Wie man den Jackpot knackt
Wer heute als Autor keine populäre B-Produktion in Gang setzt und sich stattdessen ganz auf den guten Ruf der A-Produktion bei ein paar Freunden der Kunstliteratur verlässt, der könnte irgendetwas falsch machen. Man müsste als Jan Arnald den Nobelpreis gewinnen und als Arne Dahl den Krimi-Jackpot knacken – aber das würde nicht funktionieren, denn noch sorgt eine ausgleichende Gerechtigkeit dafür, dass ein Autor seinen literarischen Ruf durch das Krimischreiben verlässlich untergräbt (mit ziemlich genau einer Ausnahme, der von Wolf Haas).
Auch bei Arne Dahl hält der literarische Ruhm mit den Verkaufszahlen nicht ganz Schritt. Dabei ist Dahl ein Könner. Nicht nur ein Spannungs-Könner und „Profi” (wie man gerne von Kriminalautoren sagt), sondern auch ein solider literarischer Handwerker, der sich bei den Kollegen aus dem Nichtspannungsfach einiges abgeschaut hat.
In „Totenmesse” geht es wirklich nicht um Strandleichen, sondern um ein kompliziertes Verbrechen, zu dessen Realisierung einige andere Straftaten vorgeschützt werden müssen. Der Banküberfall mit Geiselnahme in Stockholm bildet nur die Kulisse, zum einen für eine bis nach Stalingrad 1942 zurückreichende Jagd nach einer Weltenergieformel für das postfossile Zeitalter, zum anderen für ein liebevolles Gruppenporträt der ermittelnden Einheit mit den Protagonisten Kerstin Holm und Paul Hjelm. Hjelms Ex-Frau ist eine der Geiseln, die russische Gangster in einer Bank gefangen halten, an der sie offenbar andere Dinge mehr interessieren als das in ihr verwahrte Geld.
Fast mühelos lassen sich die Täter überrumpeln, merkwürdig nur, dass sie bei der Festnahme plötzlich verschwunden sind, und die Ex-Frau ein paar Nächte später zu Hause von einem Mann überfallen wird, der offenkundig keiner der beiden Bankräuber ist. Die Spuren führen in die Welt der Geheimdienste, in den Kalten Krieg, also in die Zeit, in der Stockholm eine Drehscheibe zwischen östlichen und westlichen Diensten war. Und sie führen tiefer in das Gebäude in Södermalm, in dem nicht nur die überfallene norwegische Internetbank ihren Sitz hat, sondern auch eine obskure Sicherheitsfirma, deren Personal sich aus Stasi-Kadern speist.

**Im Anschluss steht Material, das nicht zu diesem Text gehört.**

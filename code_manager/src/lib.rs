//! The grading service: HTTP surface, shared state and the bounded execution
//! queue in front of [`code_runner::GradeTaskExecutor`].

pub mod api;
pub mod manager;
pub mod response;
pub mod state;
//! Task lifecycle.
//!
//! ```text
//! Queued ──▶ Running ──▶ Success | Fail | Timeout | ConsoleOverflow | Error
//!    └────────────────────────────────────────────────────────────▶ Error
//! ```

use crate::error::GradeError;
use common::task_id::TaskId;
use common::types::{ContainerInput, ContainerState};
use std::fmt;

#[derive(Debug, Clone, Copy, PartialEq, Eq)]
pub enum TaskState {
    Queued,
    Running,
    Success,
    Fail,
    Timeout,
    ConsoleOverflow,
    /// Infrastructure failure. No output exists for the task.
    Error,
}

impl TaskState {
    pub fn is_terminal(self) -> bool {
        !matches!(self, TaskState::Queued | TaskState::Running)
    }

    fn can_transition_to(self, next: TaskState) -> bool {
        match self {
            TaskState::Queued => matches!(next, TaskState::Running | TaskState::Error),
            TaskState::Running => next.is_terminal(),
            _ => false,
        }
    }
}

impl From<ContainerState> for TaskState {
    fn from(state: ContainerState) -> Self {
        match state {
            ContainerState::Success => TaskState::Success,
            ContainerState::Fail => TaskState::Fail,
            ContainerState::Timeout => TaskState::Timeout,
            ContainerState::ConsoleOverflow => TaskState::ConsoleOverflow,
        }
    }
}

impl fmt::Display for TaskState {
    fn fmt(&self, f: &mut fmt::Formatter<'_>) -> fmt::Result {
        let s = match self {
            TaskState::Queued => "QUEUED",
            TaskState::Running => "RUNNING",
            TaskState::Success => "SUCCESS",
            TaskState::Fail => "FAIL",
            TaskState::Timeout => "TIMEOUT",
            TaskState::ConsoleOverflow => "CONSOLEOVERFLOW",
            TaskState::Error => "ERROR",
        };
        f.write_str(s)
    }
}

#[derive(Debug)]
pub struct Task {
    pub id: TaskId,
    pub input: ContainerInput,
    state: TaskState,
}

impl Task {
    pub fn new(id: TaskId, input: ContainerInput) -> Self {
        Self {
            id,
            input,
            state: TaskState::Queued,
        }
    }

    pub fn state(&self) -> TaskState {
        self.state
    }

    pub fn start(&mut self) -> Result<(), GradeError> {
        self.transition(TaskState::Running)
    }

    pub fn finish(&mut self, state: ContainerState) -> Result<(), GradeError> {
        self.transition(state.into())
    }

    pub fn fail(&mut self) -> Result<(), GradeError> {
        self.transition(TaskState::Error)
    }

    fn transition(&mut self, next: TaskState) -> Result<(), GradeError> {
        if !self.state.can_transition_to(next) {
            return Err(GradeError::IllegalTransition {
                from: self.state.to_string(),
                to: next.to_string(),
            });
        }
        tracing::debug!(task_id = %self.id, from = %self.state, to = %next, "Task state changed");
        self.state = next;
        Ok(())
    }
}
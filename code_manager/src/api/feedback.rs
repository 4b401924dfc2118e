use crate::api::grade::error_response;
use crate::response::ApiResponse;
use crate::state::AppState;
use axum::{
    Json,
    extract::{State, rejection::JsonRejection},
    http::StatusCode,
    response::{IntoResponse, Response},
};
use common::types::FeedbackRecord;

/// POST /feedback
///
/// Records that a result was delivered to a user. Later comment requests for
/// the same (user, deliverable, commit) are rejected as already graded.
///
/// - `200 OK` when recorded
/// - `409 Conflict` when the same delivery was recorded before
pub async fn record_feedback(
    State(state): State<AppState>,
    payload: Result<Json<FeedbackRecord>, JsonRejection>,
) -> Response {
    let Json(record) = match payload {
        Ok(payload) => payload,
        Err(rejection) => return error_response(StatusCode::BAD_REQUEST, rejection.body_text()),
    };

    let user = record.user_name.clone();
    let deliv = record.deliv_id.clone();
    if state.history.record_feedback(record.clone()) {
        tracing::info!(user = %user, deliv_id = %deliv, "Feedback recorded");
        (StatusCode::OK, Json(ApiResponse::success(record, "Feedback recorded"))).into_response()
    } else {
        error_response(StatusCode::CONFLICT, "Feedback was already recorded for this commit")
    }
}
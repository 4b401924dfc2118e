//! Types shared by every crate in the grader workspace.
//!
//! - [`types`] holds the wire contracts exchanged with the course platform
//!   (push/comment events, container input and output, grade reports).
//! - [`task_id`] holds the validated task identifier used as a directory name.
//! - [`logger`] installs the process-wide `tracing` subscriber.

pub mod logger;
pub mod task_id;
pub mod types;

use validator::ValidationErrors;

/// Flattens `validator` errors into a single human-readable line.
///
/// Field errors without a custom message fall back to `"<field> is invalid"`.
/// Nested struct errors are reported with a dotted path.
pub fn format_validation_errors(errors: &ValidationErrors) -> String {
    let mut messages = Vec::new();
    collect_messages(errors, "", &mut messages);
    messages.sort();
    messages.join("; ")
}

fn collect_messages(errors: &ValidationErrors, prefix: &str, out: &mut Vec<String>) {
    use validator::ValidationErrorsKind;

    for (field, kind) in errors.errors() {
        let path = if prefix.is_empty() {
            field.to_string()
        } else {
            format!("{prefix}.{field}")
        };
        match kind {
            ValidationErrorsKind::Field(errs) => {
                for e in errs {
                    match &e.message {
                        Some(m) => out.push(m.to_string()),
                        None => out.push(format!("{path} is invalid")),
                    }
                }
            }
            ValidationErrorsKind::Struct(inner) => collect_messages(inner, &path, out),
            ValidationErrorsKind::List(items) => {
                for (idx, inner) in items {
                    collect_messages(inner, &format!("{path}[{idx}]"), out);
                }
            }
        }
    }
}
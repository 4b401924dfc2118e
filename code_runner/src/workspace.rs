//! Task-scoped workspace on the persist volume.
//!
//! Each task owns `{persist}/{task_id}/{assn,output}` for its lifetime. The
//! tree is handed to the sandbox uid before launch and released afterwards
//! according to [`WorkspaceRetention`].

use common::task_id::TaskId;
use std::fs;
use std::io;
use std::path::{Path, PathBuf};
use util::config::WorkspaceRetention;
use util::paths;

#[derive(Debug)]
pub struct Workspace {
    root: PathBuf,
    task_id: TaskId,
}

impl Workspace {
    /// Creates a fresh `assn/` and `output/` for `task_id`, discarding any
    /// leftovers of an earlier run with the same id.
    ///
    /// Callers must hold the task's lease.
    pub fn create(persist_dir: &Path, task_id: &TaskId) -> io::Result<Self> {
        let workspace = Self {
            root: persist_dir.to_path_buf(),
            task_id: task_id.clone(),
        };
        for dir in [workspace.input_dir(), workspace.output_dir()] {
            if dir.exists() {
                fs::remove_dir_all(&dir)?;
            }
            paths::ensure_dir(&dir)?;
        }
        tracing::debug!(task_id = %task_id, path = %workspace.task_dir().display(), "Workspace created");
        Ok(workspace)
    }

    pub fn task_dir(&self) -> PathBuf {
        paths::task_dir(&self.root, self.task_id.as_str())
    }

    pub fn input_dir(&self) -> PathBuf {
        paths::input_dir(&self.root, self.task_id.as_str())
    }

    pub fn output_dir(&self) -> PathBuf {
        paths::output_dir(&self.root, self.task_id.as_str())
    }

    pub fn report_path(&self) -> PathBuf {
        paths::report_path(&self.root, self.task_id.as_str())
    }

    pub fn stdio_path(&self) -> PathBuf {
        self.output_dir().join(paths::STDIO_FILE)
    }

    pub fn result_path(&self) -> PathBuf {
        self.output_dir().join(paths::RESULT_FILE)
    }

    /// Gives `uid` ownership of the whole task tree. A no-op when the grader
    /// already runs as `uid`.
    pub fn grant_access(&self, uid: u32) -> io::Result<()> {
        // SAFETY: geteuid has no preconditions.
        let euid = unsafe { libc::geteuid() };
        if euid == uid {
            return Ok(());
        }
        chown_recursive(&self.task_dir(), uid)
    }

    pub fn release(&self, retention: WorkspaceRetention) -> io::Result<()> {
        let target = match retention {
            WorkspaceRetention::Keep => return Ok(()),
            WorkspaceRetention::Inputs => self.input_dir(),
            WorkspaceRetention::All => self.task_dir(),
        };
        if target.exists() {
            fs::remove_dir_all(&target)?;
        }
        tracing::debug!(task_id = %self.task_id, ?retention, "Workspace released");
        Ok(())
    }
}

fn chown_recursive(path: &Path, uid: u32) -> io::Result<()> {
    std::os::unix::fs::lchown(path, Some(uid), None)?;
    if fs::symlink_metadata(path)?.is_dir() {
        for entry in fs::read_dir(path)? {
            chown_recursive(&entry?.path(), uid)?;
        }
    }
    Ok(())
}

Das alles ist sehr „Genre”, aber dafür dann doch vielschichtig, überraschend und schlau – auch wenn man den Griff in die Weltkriegskiste und die Suche nach der geheimen Formel nicht ganz ernst nehmen kann. Der zeitgenössische Schwedenkrimi nach der Methode Dahl kann vieles; er kann vor allem auch (und das muss die Krimi-Gegner mehr beunruhigen als irgendetwas sonst) richtig gute Literatur.
Dahl beherrscht das multiperspektivische, vektorielle Erzählen, er fügt aus Splittern und Stimmen behutsam ein Bild der Situation zusammen, er kann die Dinge geheimnisvoll aussehen lassen („Fossilien, dachte er, überall Fossilien”) und dann wieder Dialoge und Charaktere aus präziser Kenntnis bestimmter Milieus schöpfen. Diese „Totenmesse” sieht „richtiger” Literatur in vielem täuschend ähnlich, und man würde sich nicht wundern, wenn der Unterschied zwischen dieser und jener Literatur, zwischen Jan Arnald und Arne Dahl, irgendwann in Vergessenheit geriete. CHRISTOPH BARTMANN
ARNE DAHL: Totenmesse. Kriminalroman. Aus dem Schwedischen von Wolfgang Butt. Piper Verlag, München 2009. 403 S., 19, 95 Euro.